Proceedings in the trial court ended in a judgment against Westlake Health, based on stipulated facts, with Westlake Health preserving its right to appeal various legal rulings of the court. On appeal, the Court of Appeal affirmed. (Dr. Leevil, LLC v. Westlake Health Care Center (2017) 9 Cal.App.5th 450.) Among other things, the Court of Appeal concluded that, under Code of Civil Procedure section 1161a, subdivision (b) (section 1161a(b)), an owner that acquires title to property under a power of sale contained in a deed of trust need not perfect title before it serves a three-day written notice to quit on the possessor of the property. Instead, the Court of Appeal concluded that the new owner may serve the notice to quit immediately after acquiring ownership, after which it may perfect title, so long as title is perfected before the new owner files an unlawful detainer action. (9 Cal.App.5th at pp. 455–457.) In reaching that conclusion, the Court of Appeal expressly disagreed with the Appellate Division of the San Diego County Superior Court, which addressed the same issue in U.S. Financial, L.P. v. McLitus (2016) 6 Cal.App.5th Supp. 1 (McLitus). (9 Cal.App.5th at p. 455.) Because Dr.

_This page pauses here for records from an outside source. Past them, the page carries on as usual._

//! The params store.

use liquidstake_params::Params;

use crate::{
    errors::DbResult,
    kv::{KvRead, KvWrite, RowRead, RowWrite},
    row_spec::params::{ParamsKey, ParamsRowSpec},
};

/// Read access to the params singleton.
pub trait ParamsReader: KvRead {
    /// Returns the stored params, or the defaults if none have been stored yet.
    fn params(&self) -> DbResult<Params> {
        Ok(self
            .get_row::<ParamsRowSpec>(&ParamsKey)?
            .unwrap_or_default())
    }
}

impl<T: KvRead + ?Sized> ParamsReader for T {}

/// Write access to the params singleton.
pub trait ParamsWriter: KvWrite {
    /// Replaces the stored params.
    fn set_params(&mut self, params: &Params) -> DbResult<()> {
        self.put_row::<ParamsRowSpec>(&ParamsKey, params)
    }
}

impl<T: KvWrite + ?Sized> ParamsWriter for T {}

#[cfg(test)]
mod tests {
    use super::*;
    use crate::inmemory::MemStore;

    #[test]
    fn test_missing_params_read_as_defaults() {
        let mut store = MemStore::default();
        assert_eq!(store.params().unwrap(), Params::default());

        let params = Params {
            fee_address: "persistence1fee".to_string(),
            ..Default::default()
        };
        store.set_params(&params).unwrap();

        assert_eq!(store.params().unwrap(), params);
    }
}
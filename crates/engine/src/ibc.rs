//! Cross-chain plumbing: connection introspection and interchain account dispatch.

use liquidstake_primitives::{coin::Coin, host_chain::HostChain, ibc::controller_port_id};
use tracing::{debug, info, warn};

use crate::{
    ctx::Ctx,
    errors::{EngineError, EngineResult},
    interfaces::{ClientState, Height, IcaMsg, MsgTransfer},
    keeper::Keeper,
};

/// The version requested when registering an interchain account; empty selects the default.
const ICA_VERSION: &str = "";

impl Keeper {
    /// Returns the state of the light client behind `connection_id`.
    pub fn client_state(&self, connection_id: &str) -> EngineResult<ClientState> {
        let ibc = &self.collaborators.ibc;

        let connection = ibc.connection(connection_id).ok_or_else(|| {
            EngineError::NotFound(format!("invalid connection id, \"{connection_id}\""))
        })?;

        ibc.client_state(&connection.client_id).ok_or_else(|| {
            EngineError::NotFound(format!(
                "client id \"{}\" for connection \"{connection_id}\"",
                connection.client_id
            ))
        })
    }

    /// Returns the id of the chain at the other end of `connection_id`.
    ///
    /// A localhost connection resolves to the chain executing `ctx`.
    pub fn chain_id(&self, ctx: &Ctx<'_>, connection_id: &str) -> EngineResult<String> {
        match self.client_state(connection_id)? {
            ClientState::Tendermint { chain_id } => Ok(chain_id),
            ClientState::Localhost => Ok(ctx.header().chain_id.clone()),
            other @ ClientState::Other { .. } => Err(EngineError::UnexpectedClientType {
                client_type: other.client_type().to_string(),
                connection_id: connection_id.to_string(),
            }),
        }
    }

    /// Returns the controller port owned by `owner`.
    pub fn port_id(&self, owner: &str) -> String {
        controller_port_id(owner)
    }

    /// Registers an interchain account owned by `owner` over `connection_id`.
    pub fn register_ica_account(&self, connection_id: &str, owner: &str) -> EngineResult<()> {
        self.collaborators
            .ica_controller
            .register_interchain_account(connection_id, owner, ICA_VERSION)?;

        info!(%connection_id, %owner, "registered interchain account");

        Ok(())
    }

    /// Redirects the staking rewards of `host_chain`'s delegation account to its rewards account.
    pub fn set_withdraw_address(&self, host_chain: &HostChain) -> EngineResult<()> {
        let msg = IcaMsg::SetWithdrawAddress {
            delegator_address: host_chain.delegation_account.address.clone(),
            withdraw_address: host_chain.rewards_account.address.clone(),
        };

        let sequence_id = self.collaborators.ica_tx.generate_and_execute(
            &host_chain.connection_id,
            &host_chain.delegation_account.owner,
            vec![msg],
        )?;

        info!(chain_id = %host_chain.chain_id, %sequence_id, "dispatched withdraw address update");

        Ok(())
    }

    /// Returns `true` if an open interchain account channel is bound to `port_id` on the
    /// connection of `host_chain`.
    pub fn is_ica_channel_active(&self, host_chain: &HostChain, port_id: &str) -> bool {
        self.collaborators
            .ica_controller
            .open_active_channel(&host_chain.connection_id, port_id)
            .is_some()
    }

    /// Transfers `amount` from `sender` on `host_chain` back to `receiver` on the origin ledger.
    ///
    /// The transfer is executed by the interchain account of `port_owner` and times out
    /// `ibc_timeout_height_increment` blocks after the current height. Returns the correlation id
    /// of the dispatched packet.
    pub fn send_ica_transfer(
        &self,
        ctx: &Ctx<'_>,
        host_chain: &HostChain,
        amount: Coin,
        sender: &str,
        receiver: &str,
        port_owner: &str,
    ) -> EngineResult<String> {
        let channel = self
            .collaborators
            .ibc
            .channel(&host_chain.port_id, &host_chain.channel_id)
            .ok_or_else(|| {
                EngineError::NotFound(format!(
                    "could not retrieve channel for host chain {} while sending ICA transfer",
                    host_chain.chain_id
                ))
            })?;

        let params = self.params(ctx)?;
        let self_height = self.collaborators.ibc.self_height();
        let timeout_height = Height {
            revision_number: self_height.revision_number,
            revision_height: self_height
                .revision_height
                .saturating_add(params.ibc_timeout_height_increment),
        };

        debug!(chain_id = %host_chain.chain_id, ?timeout_height, "prepared ICA transfer");

        let msg = IcaMsg::Transfer(MsgTransfer {
            source_port: channel.counterparty.port_id,
            source_channel: channel.counterparty.channel_id,
            token: amount,
            sender: sender.to_string(),
            receiver: receiver.to_string(),
            timeout_height,
            timeout_timestamp: 0,
            memo: String::new(),
        });

        let sequence_id = self
            .collaborators
            .ica_tx
            .generate_and_execute(&host_chain.connection_id, port_owner, vec![msg])
            .map_err(|source| {
                warn!(chain_id = %host_chain.chain_id, %source, "ICA transfer dispatch failed");

                EngineError::Dispatch {
                    chain_id: host_chain.chain_id.clone(),
                    source,
                }
            })?;

        info!(chain_id = %host_chain.chain_id, %sequence_id, "dispatched ICA transfer");

        Ok(sequence_id)
    }
}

Leevil perfected title before initiating this unlawful detainer action, although not before serving the notice to quit, the Court of Appeal concluded that the action complied with section 1161a(b). (9 Cal.App.5th at p. 457.)
Westlake Health petitioned for review, which we granted, limiting the issue to the section 1161a(b) issue described above.

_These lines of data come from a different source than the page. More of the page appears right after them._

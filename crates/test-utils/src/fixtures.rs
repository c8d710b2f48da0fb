//! Ready-made records for tests.

use liquidstake_primitives::{
    coin::Coin,
    dec::Dec,
    deposit::{Deposit, DepositState},
    host_chain::{HostChain, IcaAccount, Validator},
    types::Epoch,
};

/// Returns an active host chain with a rate of one, a `(0.85, 1.05)` band, a single validator
/// with nothing delegated and transfer channel `channel-0`.
pub fn host_chain(chain_id: &str) -> HostChain {
    HostChain {
        chain_id: chain_id.to_string(),
        connection_id: "connection-0".to_string(),
        channel_id: "channel-0".to_string(),
        port_id: "transfer".to_string(),
        host_denom: "uatom".to_string(),
        c_value: Dec::one(),
        last_c_value: Dec::one(),
        lower_c_value_limit: Dec::checked_from_ratio(85, 100).expect("non-zero denominator"),
        upper_c_value_limit: Dec::checked_from_ratio(105, 100).expect("non-zero denominator"),
        active: true,
        delegation_account: IcaAccount {
            address: format!("{chain_id}-delegation-address"),
            owner: format!("{chain_id}.delegate"),
        },
        rewards_account: IcaAccount {
            address: format!("{chain_id}-rewards-address"),
            owner: format!("{chain_id}.rewards"),
        },
        validators: vec![Validator {
            operator_address: format!("{chain_id}-valoper"),
            delegated_amount: 0,
        }],
    }
}

/// Returns a deposit for `host_chain` denominated in its IBC denomination.
pub fn deposit(
    host_chain: &HostChain,
    epoch: Epoch,
    amount: u128,
    state: DepositState,
) -> Deposit {
    Deposit {
        chain_id: host_chain.chain_id.clone(),
        epoch,
        amount: Coin::new(host_chain.ibc_denom(), amount),
        state,
        ibc_sequence_id: String::new(),
    }
}

/// Returns a deposit in `state` tagged with `sequence_id`.
pub fn tagged_deposit(
    host_chain: &HostChain,
    epoch: Epoch,
    amount: u128,
    state: DepositState,
    sequence_id: &str,
) -> Deposit {
    Deposit {
        ibc_sequence_id: sequence_id.to_string(),
        ..deposit(host_chain, epoch, amount, state)
    }
}
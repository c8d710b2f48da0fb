//! This crate contains the protocol parameters that dictate how the deposit accounting core
//! behaves. Every replica must load identical parameters to arrive at identical state.

pub mod default;
pub mod errors;
pub mod protocol;

pub use protocol::Params;
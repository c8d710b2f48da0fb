//! The host-chain record as seen by the deposit accounting core.
//!
//! Host chains are registered and governed elsewhere; the core reads their connectivity, bounds
//! and delegation totals, and writes back the exchange rate and the `active` flag.

use borsh::{BorshDeserialize, BorshSerialize};
use serde::{Deserialize, Serialize};

use crate::{
    constants::MINT_DENOM_PREFIX,
    dec::Dec,
    ibc::ibc_denom,
    types::ChainId,
};

/// An interchain account controlled by the module on a host chain.
#[derive(
    Debug, Clone, PartialEq, Eq, Hash, Default, Serialize, Deserialize, BorshSerialize, BorshDeserialize,
)]
pub struct IcaAccount {
    /// The address of the account on the host chain.
    pub address: String,

    /// The owner string used to derive the controller port.
    pub owner: String,
}

/// A validator on the host chain that the module delegates to.
#[derive(
    Debug, Clone, PartialEq, Eq, Hash, Default, Serialize, Deserialize, BorshSerialize, BorshDeserialize,
)]
pub struct Validator {
    /// The operator address of the validator.
    pub operator_address: String,

    /// The amount the module currently has delegated to this validator.
    pub delegated_amount: u128,
}

/// A chain that the protocol liquid-stakes on.
#[derive(Debug, Clone, PartialEq, Eq, Serialize, Deserialize, BorshSerialize, BorshDeserialize)]
pub struct HostChain {
    /// The chain id of the host chain.
    pub chain_id: ChainId,

    /// The IBC connection to the host chain.
    pub connection_id: String,

    /// The transfer channel on the origin side.
    pub channel_id: String,

    /// The transfer port on the origin side.
    pub port_id: String,

    /// The staking denomination on the host chain.
    pub host_denom: String,

    /// The current exchange rate: minted receipt tokens per unit of backing.
    pub c_value: Dec,

    /// The exchange rate before the last update.
    pub last_c_value: Dec,

    /// The exclusive lower bound of the allowed exchange rate.
    pub lower_c_value_limit: Dec,

    /// The exclusive upper bound of the allowed exchange rate.
    pub upper_c_value_limit: Dec,

    /// Whether the chain accepts new operations.
    ///
    /// Cleared by the exchange-rate engine when the rate leaves its band.
    pub active: bool,

    /// The interchain account holding delegations.
    pub delegation_account: IcaAccount,

    /// The interchain account collecting rewards.
    pub rewards_account: IcaAccount,

    /// The validators the module delegates to.
    pub validators: Vec<Validator>,
}

impl HostChain {
    /// Returns the denomination of the receipt token minted for this chain.
    pub fn mint_denom(&self) -> String {
        format!("{MINT_DENOM_PREFIX}/{}", self.host_denom)
    }

    /// Returns the denomination the host token carries on the origin ledger.
    pub fn ibc_denom(&self) -> String {
        ibc_denom(&self.port_id, &self.channel_id, &self.host_denom)
    }

    /// Returns the total amount delegated across all validators, or `None` on overflow.
    pub fn total_delegations(&self) -> Option<u128> {
        self.validators
            .iter()
            .try_fold(0u128, |acc, v| acc.checked_add(v.delegated_amount))
    }
}

#[cfg(test)]
mod tests {
    use super::*;

    fn host_chain() -> HostChain {
        HostChain {
            chain_id: "cosmoshub-4".to_string(),
            connection_id: "connection-0".to_string(),
            channel_id: "channel-0".to_string(),
            port_id: "transfer".to_string(),
            host_denom: "uatom".to_string(),
            c_value: Dec::one(),
            last_c_value: Dec::one(),
            lower_c_value_limit: "0.85".parse().unwrap(),
            upper_c_value_limit: "1.0".parse().unwrap(),
            active: true,
            delegation_account: IcaAccount::default(),
            rewards_account: IcaAccount::default(),
            validators: vec![
                Validator {
                    operator_address: "cosmosvaloper1a".to_string(),
                    delegated_amount: 1_000,
                },
                Validator {
                    operator_address: "cosmosvaloper1b".to_string(),
                    delegated_amount: 2_500,
                },
            ],
        }
    }

    #[test]
    fn test_denoms() {
        let hc = host_chain();

        assert_eq!(hc.mint_denom(), "stk/uatom");
        assert!(hc.ibc_denom().starts_with("ibc/"));
    }

    #[test]
    fn test_total_delegations() {
        let mut hc = host_chain();
        assert_eq!(hc.total_delegations(), Some(3_500));

        hc.validators[0].delegated_amount = u128::MAX;
        assert_eq!(hc.total_delegations(), None);
    }

    #[test]
    fn test_borsh_round_trip_preserves_rates() {
        let hc = host_chain();
        let bytes = borsh::to_vec(&hc).unwrap();

        assert_eq!(borsh::from_slice::<HostChain>(&bytes).unwrap(), hc);
    }
}
//! The protocol parameter singleton.

use borsh::{BorshDeserialize, BorshSerialize};
use liquidstake_primitives::dec::Dec;
use serde::{Deserialize, Serialize};

use crate::{
    default::{AUTOCOMPOUND_FACTOR, DELEGATION_EPOCH_IDENTIFIER, IBC_TIMEOUT_HEIGHT_INCREMENT},
    errors::ParamsError,
};

/// Parameters governing the deposit accounting core.
///
/// These are set through governance and read at the start of every unit of work; the core never
/// caches them.
#[derive(
    Debug, Clone, PartialEq, Eq, Serialize, Deserialize, BorshSerialize, BorshDeserialize,
)]
#[serde(default)]
pub struct Params {
    /// The address allowed to perform administrative actions.
    pub admin_address: String,

    /// The address protocol fees are sent to.
    pub fee_address: String,

    /// The identifier of the epoch schedule at whose start deposits are created.
    pub delegation_epoch_identifier: String,

    /// The number of blocks after the current height at which an outgoing transfer times out.
    pub ibc_timeout_height_increment: u64,

    /// The yearly autocompounding factor, in percent.
    pub autocompound_factor: Dec,
}

impl Default for Params {
    fn default() -> Self {
        Self {
            admin_address: String::new(),
            fee_address: String::new(),
            delegation_epoch_identifier: DELEGATION_EPOCH_IDENTIFIER.to_string(),
            ibc_timeout_height_increment: IBC_TIMEOUT_HEIGHT_INCREMENT,
            autocompound_factor: Dec::from_int(AUTOCOMPOUND_FACTOR),
        }
    }
}

impl Params {
    /// Checks that the parameters are usable.
    ///
    /// Addresses may be left empty; operations that need them fail individually.
    pub fn validate(&self) -> Result<(), ParamsError> {
        if self.delegation_epoch_identifier.is_empty() {
            return Err(ParamsError::Empty("delegation_epoch_identifier"));
        }

        if self.ibc_timeout_height_increment == 0 {
            return Err(ParamsError::NotPositive("ibc_timeout_height_increment"));
        }

        if self.autocompound_factor.is_zero() {
            return Err(ParamsError::NotPositive("autocompound_factor"));
        }

        Ok(())
    }
}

“Our role in interpreting statutes is to ascertain and effectuate the intended legislative purpose. [Citations.] We begin with the text, construing words in their broader statutory context and, where possible, harmonizing provisions concerning the same subject. [Citations.] If this contextual reading of the statute’s language reveals no ambiguity, we need not refer to extrinsic sources. [Citations.]” (United Riggers & Erectors, Inc. v. Coast Iron & Steel Co. (2018) 4 Cal.5th 1082, 1089–1090.)

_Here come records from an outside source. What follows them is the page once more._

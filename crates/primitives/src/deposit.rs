//! The deposit record: one unit of capital in flight for a `(chain, epoch)` pair.

use std::fmt::Display;

use arbitrary::Arbitrary;
use borsh::{BorshDeserialize, BorshSerialize};
use serde::{Deserialize, Serialize};

use crate::{
    coin::Coin,
    types::{ChainId, Epoch},
};

/// The stage a deposit has reached on its way from the origin ledger into delegation.
///
/// The order of the variants is the order of the lifecycle. A deposit whose delegation has been
/// acknowledged is deleted rather than moved to a terminal state since, from then on, its value is
/// tracked by the host chain's delegation totals.
#[derive(
    Debug,
    Clone,
    Copy,
    PartialEq,
    Eq,
    PartialOrd,
    Ord,
    Hash,
    Default,
    Serialize,
    Deserialize,
    BorshSerialize,
    BorshDeserialize,
    Arbitrary,
)]
#[serde(rename_all = "SCREAMING_SNAKE_CASE")]
#[borsh(use_discriminant = true)]
#[repr(u8)]
pub enum DepositState {
    /// Recorded on the origin ledger, not yet dispatched.
    #[default]
    Pending = 0,

    /// The transfer to the host chain has been dispatched but not acknowledged.
    Sent = 1,

    /// The funds have arrived on the host chain and are waiting to be delegated.
    Received = 2,

    /// The delegation has been dispatched but not acknowledged.
    Delegating = 3,
}

impl DepositState {
    /// All states, in lifecycle order.
    pub const ALL: [DepositState; 4] = [
        DepositState::Pending,
        DepositState::Sent,
        DepositState::Received,
        DepositState::Delegating,
    ];

    /// Returns `true` if a deposit in this state still holds its funds on the origin ledger.
    pub const fn is_on_origin(&self) -> bool {
        matches!(self, DepositState::Pending | DepositState::Sent)
    }

    /// Returns `true` if a deposit in this state holds its funds on the host chain, outside of the
    /// host chain's delegation totals.
    pub const fn is_on_host_chain(&self) -> bool {
        matches!(self, DepositState::Received | DepositState::Delegating)
    }
}

impl Display for DepositState {
    fn fmt(&self, f: &mut std::fmt::Formatter<'_>) -> std::fmt::Result {
        let state_str = match self {
            DepositState::Pending => "DEPOSIT_PENDING",
            DepositState::Sent => "DEPOSIT_SENT",
            DepositState::Received => "DEPOSIT_RECEIVED",
            DepositState::Delegating => "DEPOSIT_DELEGATING",
        };

        write!(f, "{state_str}")
    }
}

/// One unit of capital in flight for a single `(chain_id, epoch)` pair.
#[derive(
    Debug,
    Clone,
    PartialEq,
    Eq,
    Hash,
    Default,
    Serialize,
    Deserialize,
    BorshSerialize,
    BorshDeserialize,
    Arbitrary,
)]
pub struct Deposit {
    /// The host chain the capital is destined for.
    pub chain_id: ChainId,

    /// The epoch in which the capital was collected.
    pub epoch: Epoch,

    /// The amount collected, in the host chain's IBC denomination on the origin ledger.
    pub amount: Coin,

    /// The lifecycle stage.
    pub state: DepositState,

    /// The correlation id of the last cross-chain packet dispatched for this deposit.
    ///
    /// Empty until the first dispatch. A revert keeps the id of the packet that failed.
    pub ibc_sequence_id: String,
}

impl Deposit {
    /// Creates an empty pending deposit.
    pub fn new_pending(chain_id: impl Into<ChainId>, epoch: Epoch, denom: impl Into<String>) -> Self {
        Self {
            chain_id: chain_id.into(),
            epoch,
            amount: Coin::zero(denom),
            state: DepositState::Pending,
            ibc_sequence_id: String::new(),
        }
    }
}

impl Display for Deposit {
    fn fmt(&self, f: &mut std::fmt::Formatter<'_>) -> std::fmt::Result {
        write!(
            f,
            "Deposit({}@{}, {}, {})",
            self.chain_id, self.epoch, self.amount, self.state
        )
    }
}
//! Property-based testing macros for state machines.
//!
//! These use proptest to generate random states and events and verify that fundamental
//! properties of state machines are maintained.

/// Property: State machines should be deterministic.
///
/// Given the same initial state and event, the state machine should always produce the same
/// result.
///
/// # Arguments
/// * `$create_fn` - Function to create SM from state: `Fn(State) -> SM`
/// * `$get_state_fn` - Function to get state from SM: `Fn(&SM) -> &State`
/// * `$state_strategy` - Proptest strategy for generating states
/// * `$event_strategy` - Proptest strategy for generating events
#[macro_export]
macro_rules! prop_deterministic {
    ($create_fn:expr, $get_state_fn:expr, $state_strategy:expr, $event_strategy:expr) => {
        proptest::proptest! {
            #[test]
            fn state_machine_is_deterministic(
                state in $state_strategy,
                event in $event_strategy,
            ) {
                use $crate::state_machine::StateMachine;

                let mut sm1 = $create_fn(state.clone());
                let mut sm2 = $create_fn(state);

                let result1 = sm1.process_event(event.clone());
                let result2 = sm2.process_event(event);

                match (result1, result2) {
                    (Ok(out1), Ok(out2)) => {
                        proptest::prop_assert_eq!($get_state_fn(&sm1), $get_state_fn(&sm2));
                        proptest::prop_assert_eq!(out1.duties, out2.duties);
                    }
                    (Err(err1), Err(err2)) => {
                        proptest::prop_assert_eq!(err1, err2);
                    }
                    _ => {
                        proptest::prop_assert!(false, "Inconsistent results: one succeeded, one failed");
                    }
                }
            }
        }
    };
}

/// Property: Events must either take effect or produce an error.
///
/// State machines should never silently accept events without changing state or emitting duties,
/// and an error must leave the state untouched.
///
/// # Arguments
/// * `$create_fn` - Function to create SM from state: `Fn(State) -> SM`
/// * `$get_state_fn` - Function to get state from SM: `Fn(&SM) -> &State`
/// * `$state_strategy` - Proptest strategy for generating states
/// * `$event_strategy` - Proptest strategy for generating events
#[macro_export]
macro_rules! prop_no_silent_acceptance {
    ($create_fn:expr, $get_state_fn:expr, $state_strategy:expr, $event_strategy:expr) => {
        proptest::proptest! {
            #[test]
            fn events_transition_or_error(
                state in $state_strategy,
                event in $event_strategy,
            ) {
                use $crate::state_machine::StateMachine;

                let initial_state = state.clone();
                let mut sm = $create_fn(state);

                let result = sm.process_event(event);
                let final_state = $get_state_fn(&sm).clone();

                match result {
                    Ok(output) => {
                        let state_changed = initial_state != final_state;
                        let has_output = !output.duties.is_empty();

                        proptest::prop_assert!(
                            state_changed || has_output,
                            "Event was accepted but nothing happened (no state change or duties)"
                        );
                    }
                    Err(_) => {
                        proptest::prop_assert_eq!(
                            &initial_state,
                            &final_state,
                            "State changed despite error"
                        );
                    }
                }
            }
        }
    };
}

Section 1161a(b) authorizes a summary proceeding to remove the possessor of real property in specified circumstances. It is structured to enumerate five “cases” in which its substantive provision applies. Specifically, section 1161a(b) opens with the phrase “[i]n any of the following cases,” then it sets forth its substantive provision (authorizing an unlawful detainer action to remove “a person who holds over and continues in possession of . . . real property after a three-day written notice to quit the property has been served”), and then it enumerates five separate situations in which its substantive provision comes into play. Thus, the substantive provision of section 1161a(b) has no operative effect unless one of the five enumerated situations (what the statute calls “cases”) is present. Put another way, section 1161a(b) contemplates that a property owner seeking to avail itself of the statute’s remedy will begin by looking at the five enumerated “cases,” considering whether the conditions of any of them are satisfied. Only when one of the cases is satisfied may the substantive provision of the statute be invoked.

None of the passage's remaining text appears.